Stored data entries:
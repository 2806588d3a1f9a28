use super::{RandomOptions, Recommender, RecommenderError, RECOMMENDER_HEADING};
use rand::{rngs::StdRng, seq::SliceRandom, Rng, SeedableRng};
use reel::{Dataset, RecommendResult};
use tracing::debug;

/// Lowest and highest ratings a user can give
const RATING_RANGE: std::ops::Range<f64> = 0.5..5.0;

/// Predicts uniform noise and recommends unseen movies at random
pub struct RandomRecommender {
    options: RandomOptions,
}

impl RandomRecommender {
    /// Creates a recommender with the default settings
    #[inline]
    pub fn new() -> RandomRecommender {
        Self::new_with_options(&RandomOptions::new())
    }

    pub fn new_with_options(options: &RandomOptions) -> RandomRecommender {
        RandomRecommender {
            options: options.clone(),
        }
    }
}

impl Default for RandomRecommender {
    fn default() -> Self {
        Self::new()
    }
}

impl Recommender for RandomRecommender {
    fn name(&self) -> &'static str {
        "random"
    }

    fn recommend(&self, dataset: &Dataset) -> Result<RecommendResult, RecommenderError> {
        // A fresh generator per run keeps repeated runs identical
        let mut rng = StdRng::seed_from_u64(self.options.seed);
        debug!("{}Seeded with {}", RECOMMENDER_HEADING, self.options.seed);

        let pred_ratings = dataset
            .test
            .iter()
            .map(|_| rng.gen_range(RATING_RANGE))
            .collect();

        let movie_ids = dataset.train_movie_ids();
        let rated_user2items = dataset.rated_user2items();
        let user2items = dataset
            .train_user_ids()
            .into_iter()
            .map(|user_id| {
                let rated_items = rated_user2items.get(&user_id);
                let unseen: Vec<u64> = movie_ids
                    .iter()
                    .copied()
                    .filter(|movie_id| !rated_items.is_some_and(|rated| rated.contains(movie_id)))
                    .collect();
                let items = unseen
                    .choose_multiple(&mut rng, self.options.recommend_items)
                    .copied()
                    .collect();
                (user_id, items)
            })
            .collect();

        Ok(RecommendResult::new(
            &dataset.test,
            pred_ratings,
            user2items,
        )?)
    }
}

Work task: Write all of the records out exactly, including every line.

Answer below:
repository 2806588d3a1f9a28
use super::{RandomOptions, Recommender, RecommenderError, RECOMMENDER_HEADING};
use rand::{rngs::StdRng, seq::SliceRandom, Rng, SeedableRng};
use reel::{Dataset, RecommendResult};
use tracing::debug;

/// Lowest and highest ratings a user can give
const RATING_RANGE: std::ops::Range<f64> = 0.5..5.0;

/// Predicts uniform noise and recommends unseen movies at random
pub struct RandomRecommender {
    options: RandomOptions,
}

impl RandomRecommender {
    /// Creates a recommender with the default settings
    #[inline]
    pub fn new() -> RandomRecommender {
        Self::new_with_options(&RandomOptions::new())
    }

    pub fn new_with_options(options: &RandomOptions) -> RandomRecommender {
        RandomRecommender {
            options: options.clone(),
        }
    }
}

impl Default for RandomRecommender {
    fn default() -> Self {
        Self::new()
    }
}

impl Recommender for RandomRecommender {
    fn name(&self) -> &'static str {
        "random"
    }

    fn recommend(&self, dataset: &Dataset) -> Result<RecommendResult, RecommenderError> {
        // A fresh generator per run keeps repeated runs identical
        let mut rng = StdRng::seed_from_u64(self.options.seed);
        debug!("{}Seeded with {}", RECOMMENDER_HEADING, self.options.seed);

        let pred_ratings = dataset
            .test
            .iter()
            .map(|_| rng.gen_range(RATING_RANGE))
            .collect();

        let movie_ids = dataset.train_movie_ids();
        let rated_user2items = dataset.rated_user2items();
        let user2items = dataset
            .train_user_ids()
            .into_iter()
            .map(|user_id| {
                let rated_items = rated_user2items.get(&user_id);
                let unseen: Vec<u64> = movie_ids
                    .iter()
                    .copied()
                    .filter(|movie_id| !rated_items.is_some_and(|rated| rated.contains(movie_id)))
                    .collect();
                let items = unseen
                    .choose_multiple(&mut rng, self.options.recommend_items)
                    .copied()
                    .collect();
                (user_id, items)
            })
            .collect();

        Ok(RecommendResult::new(
            &dataset.test,
            pred_ratings,
            user2items,
        )?)
    }
}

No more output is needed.